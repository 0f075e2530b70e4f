//! Sparse vectors and their format-9 blob encoding.
//!
//! The blob is little-endian with no padding:
//!
//! | bytes      | content                         |
//! |------------|---------------------------------|
//! | `4 * k`    | values as `f32`, in sample order |
//! | `4 * k`    | indices as `u32`, same order     |
//! | `4`        | dimensionality as `u32`          |
//! | `1`        | format tag, always `9`           |

use std::{
    collections::HashSet,
    io::{self, Write},
};

use byteorder::{LittleEndian, ReadBytesExt, WriteBytesExt};
use rand::seq::index;
use tracing::info;

use crate::{
    params::SparseParams,
    rng::{seeded_rng, unit_floats, FixtureRng},
    sql,
    util::report_progress,
    FixtureError,
};

pub const SPARSE_FORMAT_TAG: u8 = 9;

const PAIR_LEN: usize = std::mem::size_of::<f32>() + std::mem::size_of::<u32>();
const TRAILER_LEN: usize = std::mem::size_of::<u32>() + std::mem::size_of::<u8>();

/// Size in bytes of the blob for a vector with `nonzeros` stored pairs.
pub const fn encoded_len(nonzeros: usize) -> usize {
    nonzeros * PAIR_LEN + TRAILER_LEN
}

#[derive(Debug, Clone, PartialEq)]
pub struct SparseVector {
    values: Vec<f32>,
    indices: Vec<u32>,
    dimensionality: u32,
}

impl SparseVector {
    /// `values[i]` is the value stored at position `indices[i]`.
    pub fn new(
        values: Vec<f32>,
        indices: Vec<u32>,
        dimensionality: u32,
    ) -> Result<Self, FixtureError> {
        if values.len() != indices.len() {
            return Err(FixtureError::InvalidSparseVector(format!(
                "{} values but {} indices",
                values.len(),
                indices.len()
            )));
        }
        if let Some(out_of_range) = indices.iter().find(|&&i| i >= dimensionality) {
            return Err(FixtureError::InvalidSparseVector(format!(
                "index {out_of_range} is outside dimensionality {dimensionality}"
            )));
        }
        let mut seen = HashSet::with_capacity(indices.len());
        if let Some(duplicate) = indices.iter().find(|&&i| !seen.insert(i)) {
            return Err(FixtureError::InvalidSparseVector(format!(
                "index {duplicate} appears more than once"
            )));
        }

        Ok(Self {
            values,
            indices,
            dimensionality,
        })
    }

    pub fn values(&self) -> &[f32] {
        &self.values
    }

    pub fn indices(&self) -> &[u32] {
        &self.indices
    }

    pub fn dimensionality(&self) -> u32 {
        self.dimensionality
    }

    pub fn nonzeros(&self) -> usize {
        self.values.len()
    }

    pub fn encode_into<W: Write + ?Sized>(&self, writer: &mut W) -> io::Result<()> {
        for &value in &self.values {
            writer.write_f32::<LittleEndian>(value)?;
        }
        for &index in &self.indices {
            writer.write_u32::<LittleEndian>(index)?;
        }
        writer.write_u32::<LittleEndian>(self.dimensionality)?;
        writer.write_u8(SPARSE_FORMAT_TAG)
    }

    pub fn encode(&self) -> Vec<u8> {
        let mut blob = Vec::with_capacity(encoded_len(self.nonzeros()));
        self.encode_into(&mut blob)
            .expect("writing into a vec cannot fail");
        blob
    }

    /// Uppercase hex of the blob, ready to go between `x'` and `'`.
    pub fn to_hex(&self) -> String {
        hex::encode_upper(self.encode())
    }

    pub fn decode(blob: &[u8]) -> Result<Self, FixtureError> {
        if blob.len() < TRAILER_LEN || (blob.len() - TRAILER_LEN) % PAIR_LEN != 0 {
            return Err(FixtureError::MalformedBlob(format!(
                "length {} does not match any number of stored pairs",
                blob.len()
            )));
        }
        let nonzeros = (blob.len() - TRAILER_LEN) / PAIR_LEN;

        let mut reader = blob;
        let mut values = vec![0.0_f32; nonzeros];
        reader.read_f32_into::<LittleEndian>(&mut values)?;
        let mut indices = vec![0_u32; nonzeros];
        reader.read_u32_into::<LittleEndian>(&mut indices)?;
        let dimensionality = reader.read_u32::<LittleEndian>()?;
        let tag = reader.read_u8()?;
        if tag != SPARSE_FORMAT_TAG {
            return Err(FixtureError::MalformedBlob(format!(
                "format tag is {tag}, expected {SPARSE_FORMAT_TAG}"
            )));
        }

        Self::new(values, indices, dimensionality)
    }

    pub fn from_hex(hex: &str) -> Result<Self, FixtureError> {
        Self::decode(&hex::decode(hex)?)
    }
}

pub struct SparseGenerator {
    params: SparseParams,
    rng: FixtureRng,
}

impl SparseGenerator {
    pub fn new(params: SparseParams) -> Result<Self, FixtureError> {
        params.validate()?;
        let rng = seeded_rng(params.seed);
        Ok(Self { params, rng })
    }

    pub fn params(&self) -> &SparseParams {
        &self.params
    }

    /// Indices are drawn first (without replacement, in random order),
    /// then one value per index.
    pub fn next_vector(&mut self) -> SparseVector {
        let dimensionality = self.params.dimensionality;
        let nonzeros = self.params.nonzeros as usize;
        let indices: Vec<u32> = index::sample(&mut self.rng, dimensionality as usize, nonzeros)
            .into_iter()
            .map(|i| i as u32)
            .collect();
        let values = unit_floats(&mut self.rng, nonzeros);

        SparseVector {
            values,
            indices,
            dimensionality,
        }
    }

    /// Writes the table header followed by one insert per sample.
    /// Returns the number of rows written.
    pub fn write_sql<W: Write>(mut self, mut writer: W) -> Result<usize, FixtureError> {
        let samples = self.params.samples;
        let table = self.params.table.clone();
        info!(
            samples,
            dimensionality = self.params.dimensionality,
            nonzeros = self.params.nonzeros,
            seed = self.params.seed,
            blob_bytes = encoded_len(self.params.nonzeros as usize),
            "generating sparse vectors"
        );

        sql::create_table(&mut writer, &table, self.params.dimensionality as usize)?;
        for id in 0..samples {
            let vector = self.next_vector();
            sql::insert_blob(&mut writer, &table, id, &vector.to_hex())?;
            report_progress("sparse", id + 1, samples, self.params.progress);
        }
        writer.flush()?;

        info!(rows = samples, "done");
        Ok(samples)
    }
}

☆ ☆ ☆ ☆ ☆

> **How to complete this task**
Keep only those lines of the records that hold "decode", and return them.

> **Exercise result**
    pub fn decode(blob: &[u8]) -> Result<Self, FixtureError> {
        Self::decode(&hex::decode(hex)?)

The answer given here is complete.